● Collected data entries

*-*-*

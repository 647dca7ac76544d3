use chrono::{DateTime, Utc};
use rusqlite::OptionalExtension;

use crate::models::{
    ActivityEvent, EnrichmentStatus, Side, TradeEvent, TradeSource,
};

use super::Store;

fn side_str(side: Side) -> &'static str {
    side.as_str()
}

fn parse_side(s: &str) -> Side {
    if s == "BUY" {
        Side::Buy
    } else {
        Side::Sell
    }
}

fn enrichment_str(status: EnrichmentStatus) -> &'static str {
    match status {
        EnrichmentStatus::Pending => "PENDING",
        EnrichmentStatus::Enriched => "ENRICHED",
        EnrichmentStatus::Failed => "FAILED",
    }
}

impl Store {
    /// Insert a canonical trade event. Returns `true` if a new row was
    /// inserted, `false` if it already existed (idempotent by
    /// `(tx_hash, log_index)` or `(source, source_id)`).
    pub async fn insert_trade_event(&self, trade: &TradeEvent) -> anyhow::Result<bool> {
        let trade = trade.clone();
        self.with_conn(move |conn| {
            let existing: Option<String> = if trade.source_id.is_some() {
                conn.query_row(
                    "SELECT id FROM trade_events WHERE source = ?1 AND source_id = ?2",
                    rusqlite::params![trade.source.as_str(), trade.source_id],
                    |row| row.get(0),
                )
                .optional()?
            } else {
                conn.query_row(
                    "SELECT id FROM trade_events WHERE tx_hash = ?1 AND log_index IS ?2",
                    rusqlite::params![trade.tx_hash, trade.log_index],
                    |row| row.get(0),
                )
                .optional()?
            };
            if existing.is_some() {
                return Ok(false);
            }
            conn.execute(
                "INSERT INTO trade_events
                   (id, source, source_id, tx_hash, log_index, is_canonical, profile_wallet,
                    proxy_wallet, side, price_micros, share_micros, notional_micros, fee_micros,
                    event_time, detect_time, market_id, asset_id, raw_token_id, condition_id,
                    enrichment_status)
                 VALUES (?1,?2,?3,?4,?5,?6,?7,?8,?9,?10,?11,?12,?13,?14,?15,?16,?17,?18,?19,?20)
                 ON CONFLICT DO NOTHING",
                rusqlite::params![
                    trade.id,
                    trade.source.as_str(),
                    trade.source_id,
                    trade.tx_hash,
                    trade.log_index,
                    trade.is_canonical as i64,
                    trade.profile_wallet,
                    trade.proxy_wallet,
                    side_str(trade.side),
                    trade.price_micros,
                    trade.share_micros,
                    trade.notional_micros,
                    trade.fee_micros,
                    trade.event_time.to_rfc3339(),
                    trade.detect_time.to_rfc3339(),
                    trade.market_id,
                    trade.asset_id,
                    trade.raw_token_id,
                    trade.condition_id,
                    enrichment_str(trade.enrichment_status),
                ],
            )?;
            Ok(true)
        })
        .await
    }

    /// Find an existing `ONCHAIN_WS` trade matching the API reconciliation
    /// key `(tx_hash, profile_wallet, side, token_id)`. `profile_wallet`
    /// stores `FollowedUser.id` (both ingestors key rows by the stable
    /// followed-user id, not the wallet address).
    pub async fn find_ws_trade_for_reconcile(
        &self,
        tx_hash: &str,
        followed_user_id: &str,
        side: Side,
        token_id: &str,
    ) -> anyhow::Result<Option<(String, DateTime<Utc>, DateTime<Utc>)>> {
        let tx_hash = tx_hash.to_string();
        let followed_user_id = followed_user_id.to_lowercase();
        let side_s = side_str(side).to_string();
        let token_id = token_id.to_string();
        self.with_conn(move |conn| {
            conn.query_row(
                "SELECT id, event_time, detect_time FROM trade_events
                 WHERE source = 'ONCHAIN_WS' AND tx_hash = ?1 AND lower(profile_wallet) = ?2
                   AND side = ?3 AND (raw_token_id = ?4 OR asset_id = ?4)",
                rusqlite::params![tx_hash, followed_user_id, side_s, token_id],
                |row| {
                    let event_time: String = row.get(1)?;
                    let detect_time: String = row.get(2)?;
                    Ok((
                        row.get::<_, String>(0)?,
                        DateTime::parse_from_rfc3339(&event_time)
                            .unwrap()
                            .with_timezone(&Utc),
                        DateTime::parse_from_rfc3339(&detect_time)
                            .unwrap()
                            .with_timezone(&Utc),
                    ))
                },
            )
            .optional()
        })
        .await
    }

    /// Back-patch `event_time` on an existing WS-sourced trade. Never
    /// touches `detect_time` (see DESIGN.md Open Question #1).
    pub async fn backpatch_event_time(
        &self,
        trade_id: &str,
        event_time: DateTime<Utc>,
    ) -> anyhow::Result<()> {
        let trade_id = trade_id.to_string();
        let event_time = event_time.to_rfc3339();
        self.with_conn(move |conn| {
            conn.execute(
                "UPDATE trade_events SET event_time = ?1 WHERE id = ?2",
                rusqlite::params![event_time, trade_id],
            )?;
            Ok(())
        })
        .await
    }

    pub async fn load_trade_event(&self, id: &str) -> anyhow::Result<Option<TradeEvent>> {
        let id = id.to_string();
        self.with_conn(move |conn| {
            conn.query_row(
                "SELECT id, source, source_id, tx_hash, log_index, is_canonical, profile_wallet,
                        proxy_wallet, side, price_micros, share_micros, notional_micros, fee_micros,
                        event_time, detect_time, market_id, asset_id, raw_token_id, condition_id,
                        enrichment_status
                 FROM trade_events WHERE id = ?1",
                [&id],
                |row| {
                    let source: String = row.get(1)?;
                    let side: String = row.get(8)?;
                    let event_time: String = row.get(13)?;
                    let detect_time: String = row.get(14)?;
                    let enrichment: String = row.get(19)?;
                    Ok(TradeEvent {
                        id: row.get(0)?,
                        source: if source == "ONCHAIN_WS" {
                            TradeSource::OnchainWs
                        } else {
                            TradeSource::PolymarketApi
                        },
                        source_id: row.get(2)?,
                        tx_hash: row.get(3)?,
                        log_index: row.get(4)?,
                        is_canonical: row.get::<_, i64>(5)? != 0,
                        profile_wallet: row.get(6)?,
                        proxy_wallet: row.get(7)?,
                        side: parse_side(&side),
                        price_micros: row.get(9)?,
                        share_micros: row.get(10)?,
                        notional_micros: row.get(11)?,
                        fee_micros: row.get(12)?,
                        event_time: DateTime::parse_from_rfc3339(&event_time)
                            .unwrap()
                            .with_timezone(&Utc),
                        detect_time: DateTime::parse_from_rfc3339(&detect_time)
                            .unwrap()
                            .with_timezone(&Utc),
                        market_id: row.get(15)?,
                        asset_id: row.get(16)?,
                        raw_token_id: row.get(17)?,
                        condition_id: row.get(18)?,
                        enrichment_status: match enrichment.as_str() {
                            "ENRICHED" => EnrichmentStatus::Enriched,
                            "FAILED" => EnrichmentStatus::Failed,
                            _ => EnrichmentStatus::Pending,
                        },
                    })
                },
            )
            .optional()
        })
        .await
    }

    pub async fn insert_activity_event(&self, activity: &ActivityEvent) -> anyhow::Result<bool> {
        let activity = activity.clone();
        let items_json = serde_json::to_string(&activity.items)?;
        self.with_conn(move |conn| {
            let changed = conn.execute(
                "INSERT INTO activity_events
                   (id, source_id, activity_type, profile_wallet, items_json,
                    collateral_amount_micros, event_time, detect_time)
                 VALUES (?1,?2,?3,?4,?5,?6,?7,?8)
                 ON CONFLICT(source_id) DO NOTHING",
                rusqlite::params![
                    activity.id,
                    activity.source_id,
                    format!("{:?}", activity.activity_type).to_uppercase(),
                    activity.profile_wallet,
                    items_json,
                    activity.collateral_amount_micros,
                    activity.event_time.to_rfc3339(),
                    activity.detect_time.to_rfc3339(),
                ],
            )?;
            Ok(changed > 0)
        })
        .await
    }
}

*-*-*

● Exercise prompt
Take the records shown above and output them again exactly.

● Output for this task
repository 647dca7ac76544d3
use chrono::{DateTime, Utc};
use rusqlite::OptionalExtension;

use crate::models::{
    ActivityEvent, EnrichmentStatus, Side, TradeEvent, TradeSource,
};

use super::Store;

fn side_str(side: Side) -> &'static str {
    side.as_str()
}

fn parse_side(s: &str) -> Side {
    if s == "BUY" {
        Side::Buy
    } else {
        Side::Sell
    }
}

fn enrichment_str(status: EnrichmentStatus) -> &'static str {
    match status {
        EnrichmentStatus::Pending => "PENDING",
        EnrichmentStatus::Enriched => "ENRICHED",
        EnrichmentStatus::Failed => "FAILED",
    }
}

impl Store {
    /// Insert a canonical trade event. Returns `true` if a new row was
    /// inserted, `false` if it already existed (idempotent by
    /// `(tx_hash, log_index)` or `(source, source_id)`).
    pub async fn insert_trade_event(&self, trade: &TradeEvent) -> anyhow::Result<bool> {
        let trade = trade.clone();
        self.with_conn(move |conn| {
            let existing: Option<String> = if trade.source_id.is_some() {
                conn.query_row(
                    "SELECT id FROM trade_events WHERE source = ?1 AND source_id = ?2",
                    rusqlite::params![trade.source.as_str(), trade.source_id],
                    |row| row.get(0),
                )
                .optional()?
            } else {
                conn.query_row(
                    "SELECT id FROM trade_events WHERE tx_hash = ?1 AND log_index IS ?2",
                    rusqlite::params![trade.tx_hash, trade.log_index],
                    |row| row.get(0),
                )
                .optional()?
            };
            if existing.is_some() {
                return Ok(false);
            }
            conn.execute(
                "INSERT INTO trade_events
                   (id, source, source_id, tx_hash, log_index, is_canonical, profile_wallet,
                    proxy_wallet, side, price_micros, share_micros, notional_micros, fee_micros,
                    event_time, detect_time, market_id, asset_id, raw_token_id, condition_id,
                    enrichment_status)
                 VALUES (?1,?2,?3,?4,?5,?6,?7,?8,?9,?10,?11,?12,?13,?14,?15,?16,?17,?18,?19,?20)
                 ON CONFLICT DO NOTHING",
                rusqlite::params![
                    trade.id,
                    trade.source.as_str(),
                    trade.source_id,
                    trade.tx_hash,
                    trade.log_index,
                    trade.is_canonical as i64,
                    trade.profile_wallet,
                    trade.proxy_wallet,
                    side_str(trade.side),
                    trade.price_micros,
                    trade.share_micros,
                    trade.notional_micros,
                    trade.fee_micros,
                    trade.event_time.to_rfc3339(),
                    trade.detect_time.to_rfc3339(),
                    trade.market_id,
                    trade.asset_id,
                    trade.raw_token_id,
                    trade.condition_id,
                    enrichment_str(trade.enrichment_status),
                ],
            )?;
            Ok(true)
        })
        .await
    }

    /// Find an existing `ONCHAIN_WS` trade matching the API reconciliation
    /// key `(tx_hash, profile_wallet, side, token_id)`. `profile_wallet`
    /// stores `FollowedUser.id` (both ingestors key rows by the stable
    /// followed-user id, not the wallet address).
    pub async fn find_ws_trade_for_reconcile(
        &self,
        tx_hash: &str,
        followed_user_id: &str,
        side: Side,
        token_id: &str,
    ) -> anyhow::Result<Option<(String, DateTime<Utc>, DateTime<Utc>)>> {
        let tx_hash = tx_hash.to_string();
        let followed_user_id = followed_user_id.to_lowercase();
        let side_s = side_str(side).to_string();
        let token_id = token_id.to_string();
        self.with_conn(move |conn| {
            conn.query_row(
                "SELECT id, event_time, detect_time FROM trade_events
                 WHERE source = 'ONCHAIN_WS' AND tx_hash = ?1 AND lower(profile_wallet) = ?2
                   AND side = ?3 AND (raw_token_id = ?4 OR asset_id = ?4)",
                rusqlite::params![tx_hash, followed_user_id, side_s, token_id],
                |row| {
                    let event_time: String = row.get(1)?;
                    let detect_time: String = row.get(2)?;
                    Ok((
                        row.get::<_, String>(0)?,
                        DateTime::parse_from_rfc3339(&event_time)
                            .unwrap()
                            .with_timezone(&Utc),
                        DateTime::parse_from_rfc3339(&detect_time)
                            .unwrap()
                            .with_timezone(&Utc),
                    ))
                },
            )
            .optional()
        })
        .await
    }

    /// Back-patch `event_time` on an existing WS-sourced trade. Never
    /// touches `detect_time` (see DESIGN.md Open Question #1).
    pub async fn backpatch_event_time(
        &self,
        trade_id: &str,
        event_time: DateTime<Utc>,
    ) -> anyhow::Result<()> {
        let trade_id = trade_id.to_string();
        let event_time = event_time.to_rfc3339();
        self.with_conn(move |conn| {
            conn.execute(
                "UPDATE trade_events SET event_time = ?1 WHERE id = ?2",
                rusqlite::params![event_time, trade_id],
            )?;
            Ok(())
        })
        .await
    }

    pub async fn load_trade_event(&self, id: &str) -> anyhow::Result<Option<TradeEvent>> {
        let id = id.to_string();
        self.with_conn(move |conn| {
            conn.query_row(
                "SELECT id, source, source_id, tx_hash, log_index, is_canonical, profile_wallet,
                        proxy_wallet, side, price_micros, share_micros, notional_micros, fee_micros,
                        event_time, detect_time, market_id, asset_id, raw_token_id, condition_id,
                        enrichment_status
                 FROM trade_events WHERE id = ?1",
                [&id],
                |row| {
                    let source: String = row.get(1)?;
                    let side: String = row.get(8)?;
                    let event_time: String = row.get(13)?;
                    let detect_time: String = row.get(14)?;
                    let enrichment: String = row.get(19)?;
                    Ok(TradeEvent {
                        id: row.get(0)?,
                        source: if source == "ONCHAIN_WS" {
                            TradeSource::OnchainWs
                        } else {
                            TradeSource::PolymarketApi
                        },
                        source_id: row.get(2)?,
                        tx_hash: row.get(3)?,
                        log_index: row.get(4)?,
                        is_canonical: row.get::<_, i64>(5)? != 0,
                        profile_wallet: row.get(6)?,
                        proxy_wallet: row.get(7)?,
                        side: parse_side(&side),
                        price_micros: row.get(9)?,
                        share_micros: row.get(10)?,
                        notional_micros: row.get(11)?,
                        fee_micros: row.get(12)?,
                        event_time: DateTime::parse_from_rfc3339(&event_time)
                            .unwrap()
                            .with_timezone(&Utc),
                        detect_time: DateTime::parse_from_rfc3339(&detect_time)
                            .unwrap()
                            .with_timezone(&Utc),
                        market_id: row.get(15)?,
                        asset_id: row.get(16)?,
                        raw_token_id: row.get(17)?,
                        condition_id: row.get(18)?,
                        enrichment_status: match enrichment.as_str() {
                            "ENRICHED" => EnrichmentStatus::Enriched,
                            "FAILED" => EnrichmentStatus::Failed,
                            _ => EnrichmentStatus::Pending,
                        },
                    })
                },
            )
            .optional()
        })
        .await
    }

    pub async fn insert_activity_event(&self, activity: &ActivityEvent) -> anyhow::Result<bool> {
        let activity = activity.clone();
        let items_json = serde_json::to_string(&activity.items)?;
        self.with_conn(move |conn| {
            let changed = conn.execute(
                "INSERT INTO activity_events
                   (id, source_id, activity_type, profile_wallet, items_json,
                    collateral_amount_micros, event_time, detect_time)
                 VALUES (?1,?2,?3,?4,?5,?6,?7,?8)
                 ON CONFLICT(source_id) DO NOTHING",
                rusqlite::params![
                    activity.id,
                    activity.source_id,
                    format!("{:?}", activity.activity_type).to_uppercase(),
                    activity.profile_wallet,
                    items_json,
                    activity.collateral_amount_micros,
                    activity.event_time.to_rfc3339(),
                    activity.detect_time.to_rfc3339(),
                ],
            )?;
            Ok(changed > 0)
        })
        .await
    }
}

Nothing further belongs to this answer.